_Your instructions:_
Using the data below, repeat all of it precisely.

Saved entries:
====

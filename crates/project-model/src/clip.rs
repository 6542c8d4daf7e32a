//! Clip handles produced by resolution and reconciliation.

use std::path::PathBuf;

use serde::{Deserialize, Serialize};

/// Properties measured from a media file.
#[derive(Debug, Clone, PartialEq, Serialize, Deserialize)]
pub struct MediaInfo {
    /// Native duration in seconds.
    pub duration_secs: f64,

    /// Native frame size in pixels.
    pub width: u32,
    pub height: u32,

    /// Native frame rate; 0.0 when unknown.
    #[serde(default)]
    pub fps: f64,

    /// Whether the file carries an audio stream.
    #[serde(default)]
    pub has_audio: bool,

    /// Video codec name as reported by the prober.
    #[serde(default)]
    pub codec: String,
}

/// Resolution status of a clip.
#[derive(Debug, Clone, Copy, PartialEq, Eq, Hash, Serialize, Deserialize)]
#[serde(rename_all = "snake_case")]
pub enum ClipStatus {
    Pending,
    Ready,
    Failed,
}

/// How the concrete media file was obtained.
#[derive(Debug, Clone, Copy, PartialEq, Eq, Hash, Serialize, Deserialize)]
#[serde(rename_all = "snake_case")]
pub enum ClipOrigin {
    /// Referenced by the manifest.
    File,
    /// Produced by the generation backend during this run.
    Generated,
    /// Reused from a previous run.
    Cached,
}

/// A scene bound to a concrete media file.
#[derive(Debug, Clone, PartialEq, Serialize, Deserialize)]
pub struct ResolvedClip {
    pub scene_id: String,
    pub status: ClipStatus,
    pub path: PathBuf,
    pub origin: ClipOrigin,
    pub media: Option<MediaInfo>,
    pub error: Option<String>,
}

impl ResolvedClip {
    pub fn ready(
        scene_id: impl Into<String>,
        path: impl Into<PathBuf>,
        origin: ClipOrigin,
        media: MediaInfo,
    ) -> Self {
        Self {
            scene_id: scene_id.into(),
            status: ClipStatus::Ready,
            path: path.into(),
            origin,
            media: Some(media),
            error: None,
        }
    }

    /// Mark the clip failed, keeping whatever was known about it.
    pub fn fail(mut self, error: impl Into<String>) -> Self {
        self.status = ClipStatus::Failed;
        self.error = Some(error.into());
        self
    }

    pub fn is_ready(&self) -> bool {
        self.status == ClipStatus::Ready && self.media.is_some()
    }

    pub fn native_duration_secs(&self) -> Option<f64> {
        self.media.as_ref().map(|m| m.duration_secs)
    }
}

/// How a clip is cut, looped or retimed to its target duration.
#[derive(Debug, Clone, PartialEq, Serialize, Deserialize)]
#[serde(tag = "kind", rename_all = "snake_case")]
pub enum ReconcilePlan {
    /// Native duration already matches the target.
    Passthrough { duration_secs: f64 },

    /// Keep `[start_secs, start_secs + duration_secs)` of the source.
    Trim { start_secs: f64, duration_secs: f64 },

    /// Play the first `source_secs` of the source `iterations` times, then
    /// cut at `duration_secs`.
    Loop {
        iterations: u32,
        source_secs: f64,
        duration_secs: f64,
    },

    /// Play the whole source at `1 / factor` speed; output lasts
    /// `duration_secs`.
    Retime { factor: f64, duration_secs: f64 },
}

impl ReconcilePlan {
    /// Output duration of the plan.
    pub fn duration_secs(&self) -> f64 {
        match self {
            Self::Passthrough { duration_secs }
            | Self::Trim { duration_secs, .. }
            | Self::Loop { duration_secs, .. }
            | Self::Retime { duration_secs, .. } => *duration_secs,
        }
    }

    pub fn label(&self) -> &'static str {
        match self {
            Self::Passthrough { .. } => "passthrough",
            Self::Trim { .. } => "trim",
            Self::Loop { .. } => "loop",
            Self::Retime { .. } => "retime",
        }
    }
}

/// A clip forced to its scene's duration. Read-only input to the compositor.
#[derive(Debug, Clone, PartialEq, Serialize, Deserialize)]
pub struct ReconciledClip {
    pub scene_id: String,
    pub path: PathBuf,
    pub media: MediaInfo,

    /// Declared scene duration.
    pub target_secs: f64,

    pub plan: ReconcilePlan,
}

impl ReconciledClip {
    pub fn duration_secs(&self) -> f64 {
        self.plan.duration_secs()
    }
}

====

_Response box:_
filename crates/project-model/src/clip.rs
repository 6542c8d4daf7e32a
//! Clip handles produced by resolution and reconciliation.

use std::path::PathBuf;

use serde::{Deserialize, Serialize};

/// Properties measured from a media file.
#[derive(Debug, Clone, PartialEq, Serialize, Deserialize)]
pub struct MediaInfo {
    /// Native duration in seconds.
    pub duration_secs: f64,

    /// Native frame size in pixels.
    pub width: u32,
    pub height: u32,

    /// Native frame rate; 0.0 when unknown.
    #[serde(default)]
    pub fps: f64,

    /// Whether the file carries an audio stream.
    #[serde(default)]
    pub has_audio: bool,

    /// Video codec name as reported by the prober.
    #[serde(default)]
    pub codec: String,
}

/// Resolution status of a clip.
#[derive(Debug, Clone, Copy, PartialEq, Eq, Hash, Serialize, Deserialize)]
#[serde(rename_all = "snake_case")]
pub enum ClipStatus {
    Pending,
    Ready,
    Failed,
}

/// How the concrete media file was obtained.
#[derive(Debug, Clone, Copy, PartialEq, Eq, Hash, Serialize, Deserialize)]
#[serde(rename_all = "snake_case")]
pub enum ClipOrigin {
    /// Referenced by the manifest.
    File,
    /// Produced by the generation backend during this run.
    Generated,
    /// Reused from a previous run.
    Cached,
}

/// A scene bound to a concrete media file.
#[derive(Debug, Clone, PartialEq, Serialize, Deserialize)]
pub struct ResolvedClip {
    pub scene_id: String,
    pub status: ClipStatus,
    pub path: PathBuf,
    pub origin: ClipOrigin,
    pub media: Option<MediaInfo>,
    pub error: Option<String>,
}

impl ResolvedClip {
    pub fn ready(
        scene_id: impl Into<String>,
        path: impl Into<PathBuf>,
        origin: ClipOrigin,
        media: MediaInfo,
    ) -> Self {
        Self {
            scene_id: scene_id.into(),
            status: ClipStatus::Ready,
            path: path.into(),
            origin,
            media: Some(media),
            error: None,
        }
    }

    /// Mark the clip failed, keeping whatever was known about it.
    pub fn fail(mut self, error: impl Into<String>) -> Self {
        self.status = ClipStatus::Failed;
        self.error = Some(error.into());
        self
    }

    pub fn is_ready(&self) -> bool {
        self.status == ClipStatus::Ready && self.media.is_some()
    }

    pub fn native_duration_secs(&self) -> Option<f64> {
        self.media.as_ref().map(|m| m.duration_secs)
    }
}

/// How a clip is cut, looped or retimed to its target duration.
#[derive(Debug, Clone, PartialEq, Serialize, Deserialize)]
#[serde(tag = "kind", rename_all = "snake_case")]
pub enum ReconcilePlan {
    /// Native duration already matches the target.
    Passthrough { duration_secs: f64 },

    /// Keep `[start_secs, start_secs + duration_secs)` of the source.
    Trim { start_secs: f64, duration_secs: f64 },

    /// Play the first `source_secs` of the source `iterations` times, then
    /// cut at `duration_secs`.
    Loop {
        iterations: u32,
        source_secs: f64,
        duration_secs: f64,
    },

    /// Play the whole source at `1 / factor` speed; output lasts
    /// `duration_secs`.
    Retime { factor: f64, duration_secs: f64 },
}

impl ReconcilePlan {
    /// Output duration of the plan.
    pub fn duration_secs(&self) -> f64 {
        match self {
            Self::Passthrough { duration_secs }
            | Self::Trim { duration_secs, .. }
            | Self::Loop { duration_secs, .. }
            | Self::Retime { duration_secs, .. } => *duration_secs,
        }
    }

    pub fn label(&self) -> &'static str {
        match self {
            Self::Passthrough { .. } => "passthrough",
            Self::Trim { .. } => "trim",
            Self::Loop { .. } => "loop",
            Self::Retime { .. } => "retime",
        }
    }
}

/// A clip forced to its scene's duration. Read-only input to the compositor.
#[derive(Debug, Clone, PartialEq, Serialize, Deserialize)]
pub struct ReconciledClip {
    pub scene_id: String,
    pub path: PathBuf,
    pub media: MediaInfo,

    /// Declared scene duration.
    pub target_secs: f64,

    pub plan: ReconcilePlan,
}

impl ReconciledClip {
    pub fn duration_secs(&self) -> f64 {
        self.plan.duration_secs()
    }
}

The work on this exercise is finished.